**What you need to do**. Lines of the listing that contain "super" need to be copied.

**Recorded information**.
§

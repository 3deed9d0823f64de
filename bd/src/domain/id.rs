//! Identifier types
//!
//! Generated IDs use the format: `{type}-{uuid-v7}`
//! Example: `worker-01943a6e-7c1b-7d2e-9f00-3b1c2d4e5f60`

use serde::{Deserialize, Serialize};

/// Generate a fresh, time-ordered ID with the given type prefix
pub fn generate_id(id_type: &str) -> String {
    format!("{}-{}", id_type, uuid::Uuid::now_v7())
}

macro_rules! string_id {
    ($(#[$meta:meta])* $name:ident) => {
        $(#[$meta])*
        #[derive(Debug, Clone, PartialEq, Eq, Hash, PartialOrd, Ord, Serialize, Deserialize)]
        #[serde(transparent)]
        pub struct $name(String);

        impl $name {
            /// Wrap an existing ID string
            pub fn new(id: impl Into<String>) -> Self {
                Self(id.into())
            }

            /// Get the full ID string
            pub fn as_str(&self) -> &str {
                &self.0
            }
        }

        impl std::fmt::Display for $name {
            fn fmt(&self, f: &mut std::fmt::Formatter<'_>) -> std::fmt::Result {
                write!(f, "{}", self.0)
            }
        }

        impl From<&str> for $name {
            fn from(s: &str) -> Self {
                Self(s.to_string())
            }
        }

        impl From<String> for $name {
            fn from(s: String) -> Self {
                Self(s)
            }
        }
    };
}

string_id!(
    /// Unique identity of one admitted request
    RequestId
);

string_id!(
    /// Identity of one live worker; a replacement worker always gets a new one
    WorkerId
);

string_id!(
    /// Grouping key used to scope cancellation (a job or workflow)
    OwnerId
);

string_id!(
    /// Identifier of a job on the remote API
    JobId
);

impl RequestId {
    /// Mint a fresh request ID
    pub fn generate() -> Self {
        Self(generate_id("req"))
    }
}

impl WorkerId {
    /// Mint a fresh worker identity
    pub fn generate() -> Self {
        Self(generate_id("worker"))
    }
}
//! Worker pull loop and the factory that launches it

use std::collections::HashMap;
use std::sync::Arc;

use eyre::{Result, WrapErr};
use tokio::task::JoinHandle;
use tokio::time::{Instant, sleep};
use tracing::{debug, info, warn};

use crate::coordinator::{PullReply, WorkerContext, WorkerFactory};
use crate::domain::{Batch, Request, RequestId, RequesterEvent, WorkerId};

use super::config::WorkerConfig;
use super::executor::{BatchExecutor, ExecutorError, RequestOutcome};

/// One worker: pull, execute, report, repeat
pub struct WorkerLoop {
    ctx: WorkerContext,
    executor: Arc<dyn BatchExecutor>,
    config: WorkerConfig,
}

impl WorkerLoop {
    pub fn new(ctx: WorkerContext, executor: Arc<dyn BatchExecutor>, config: WorkerConfig) -> Self {
        Self { ctx, executor, config }
    }

    /// Run until the coordinator goes away or the executor reports a fatal
    /// error
    pub async fn run(self) -> Result<()> {
        let worker_id = self.ctx.worker_id.clone();
        info!(%worker_id, "Worker started");

        loop {
            let reply = self
                .ctx
                .handle
                .pull_work(&worker_id, self.config.max_batch_count)
                .await
                .wrap_err_with(|| format!("Worker {} failed to pull work", worker_id))?;

            let batch = match reply {
                PullReply::NoWork => {
                    sleep(self.config.idle_backoff()).await;
                    continue;
                }
                PullReply::Batch(batch) => batch,
            };

            let started = Instant::now();
            debug!(%worker_id, requests = batch.len(), total_bytes = batch.total_bytes(), "Executing batch");

            match self.executor.execute(&worker_id, &batch).await {
                Ok(outcomes) => report(&worker_id, &batch, outcomes),
                Err(ExecutorError::Batch(reason)) => {
                    warn!(%worker_id, %reason, requests = batch.len(), "Batch call failed");
                    fail_all(&worker_id, &batch, &reason);
                }
                Err(e @ ExecutorError::Fatal(_)) => {
                    // Batch stays unacknowledged and is requeued once this task ends
                    return Err(e).wrap_err_with(|| format!("Worker {} stopping", worker_id));
                }
            }

            let elapsed = started.elapsed();
            let interval = self.config.min_batch_interval();
            if elapsed < interval {
                sleep(interval - elapsed).await;
            }
        }
    }
}

/// Deliver each outcome to its request's requester
///
/// Requests the executor returned nothing for are reported failed so no
/// requester waits forever.
fn report(worker_id: &WorkerId, batch: &Batch, outcomes: Vec<RequestOutcome>) {
    let mut pending: HashMap<&RequestId, &Request> = batch.requests().iter().map(|r| (r.id(), r)).collect();

    for outcome in outcomes {
        let Some(request) = pending.remove(outcome.request_id()) else {
            warn!(%worker_id, request_id = %outcome.request_id(), "Outcome for request not in batch");
            continue;
        };
        let event = match outcome {
            RequestOutcome::Completed { request_id, result } => RequesterEvent::Completed {
                request_id,
                worker_id: worker_id.clone(),
                result,
            },
            RequestOutcome::Failed { request_id, reason } => RequesterEvent::Failed {
                request_id,
                worker_id: worker_id.clone(),
                reason,
            },
        };
        request.requester().notify(event);
    }

    for request in pending.into_values() {
        warn!(%worker_id, request_id = %request.id(), "No outcome returned for request");
        request.requester().notify(RequesterEvent::Failed {
            request_id: request.id().clone(),
            worker_id: worker_id.clone(),
            reason: "No outcome returned".to_string(),
        });
    }
}

fn fail_all(worker_id: &WorkerId, batch: &Batch, reason: &str) {
    for request in batch.requests() {
        request.requester().notify(RequesterEvent::Failed {
            request_id: request.id().clone(),
            worker_id: worker_id.clone(),
            reason: reason.to_string(),
        });
    }
}

/// Production worker factory: each worker runs a [`WorkerLoop`] over a shared
/// executor
pub struct ExecutorWorkerFactory {
    executor: Arc<dyn BatchExecutor>,
    config: WorkerConfig,
}

impl ExecutorWorkerFactory {
    pub fn new(executor: Arc<dyn BatchExecutor>, config: WorkerConfig) -> Self {
        Self { executor, config }
    }
}

impl WorkerFactory for ExecutorWorkerFactory {
    fn spawn(&self, ctx: WorkerContext) -> JoinHandle<Result<()>> {
        let worker = WorkerLoop::new(ctx, self.executor.clone(), self.config.clone());
        tokio::spawn(worker.run())
    }
}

§

**Written response**.
use super::config::WorkerConfig;
use super::executor::{BatchExecutor, ExecutorError, RequestOutcome};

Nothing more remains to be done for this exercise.